Take a look behind the scenes at the different tools included in our AIM-3D Data platform demo.

NAVAR Causal Score Matrix

At the core of the platform is the NAVAR Causal Score Matrix. It quantifies the learned directional relationships between democratic components, which variables exert influence on others over time, and at what relative strength. In the interactive heatmap, darker cells mark stronger inferred relationships and lighter cells mark weak or negligible relationships.

The full causal score matrix. Each cell reads as the causal strength from a row variable to a column variable.

A dual slider above the matrix lets users set a floor and ceiling on the causal strength range they wish to isolate. Users can also use their curser to hover over the cells within the heatmap and access tooltips with more detailed information about each relationship.

In this example, the user limited the visible relationships to a range of 0.0102 and 0.0744. The cursor tooltip is also visible.

NAVAR Implied Causal Graph

The implied causal graph turns the matrix into a network of the Granger-causal relationships between variables. Directional arrows show which variable influences which. The thickness of each arrow and the value printed on it encodes the strength of the relationship.

Users can pan and zoom across the nodes, or select any single node to highlight only the relationships tied directly to it.
This shows the implied causal graph zoomed in and all of the relationships of the selected v2xdl_delib node shown in bold.

Multi-Horizon Forecasting

Due to the model’s predictive nature, it can forecast as well as explain.
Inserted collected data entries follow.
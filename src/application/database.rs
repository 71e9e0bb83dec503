use sea_orm::{ConnectOptions, Database, DatabaseConnection};
use sea_orm_migration::MigratorTrait;
use std::time::Duration;

use crate::config::CONFIG;
use crate::error::{AppError, Result};
use crate::migrations::Migrator;

pub type DbConn = DatabaseConnection;

/// Create a new database connection and run migrations using config
pub async fn connect() -> Result<DbConn> {
    connect_with_url(&CONFIG.database.database_url).await
}

/// Create a new database connection with a specific URL and run migrations
pub async fn connect_with_url(database_url: &str) -> Result<DbConn> {
    tracing::info!("Connecting to database...");

    let mut opts = ConnectOptions::new(database_url);
    opts.connect_timeout(Duration::from_secs(30))
        .idle_timeout(Duration::from_secs(600))
        .sqlx_logging(false);

    // In-memory SQLite is private to a single connection
    if database_url.starts_with("sqlite::memory:") {
        opts.max_connections(1).min_connections(1);
    } else {
        opts.max_connections(10).min_connections(1);
    }

    let db = Database::connect(opts)
        .await
        .map_err(|e| AppError::Internal(format!("Failed to connect to database: {}", e)))?;

    tracing::info!("Running database migrations...");
    Migrator::up(&db, None)
        .await
        .map_err(|e| AppError::Internal(format!("Failed to run migrations: {}", e)))?;
    tracing::info!("Database migrations completed");

    Ok(db)
}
The multi-horizon forecasting tool charts an index’s historical trend and projects it 10 years forward, with uncertainty shown as nested prediction intervals. Users can select a country and index of interest to visualize the model’s forecasting at different intervals.

Ex: Multi-horizon forecast for the United States legislative constraint on the executive index, with median forecast and 50/80/95 percent prediction intervals through 2034.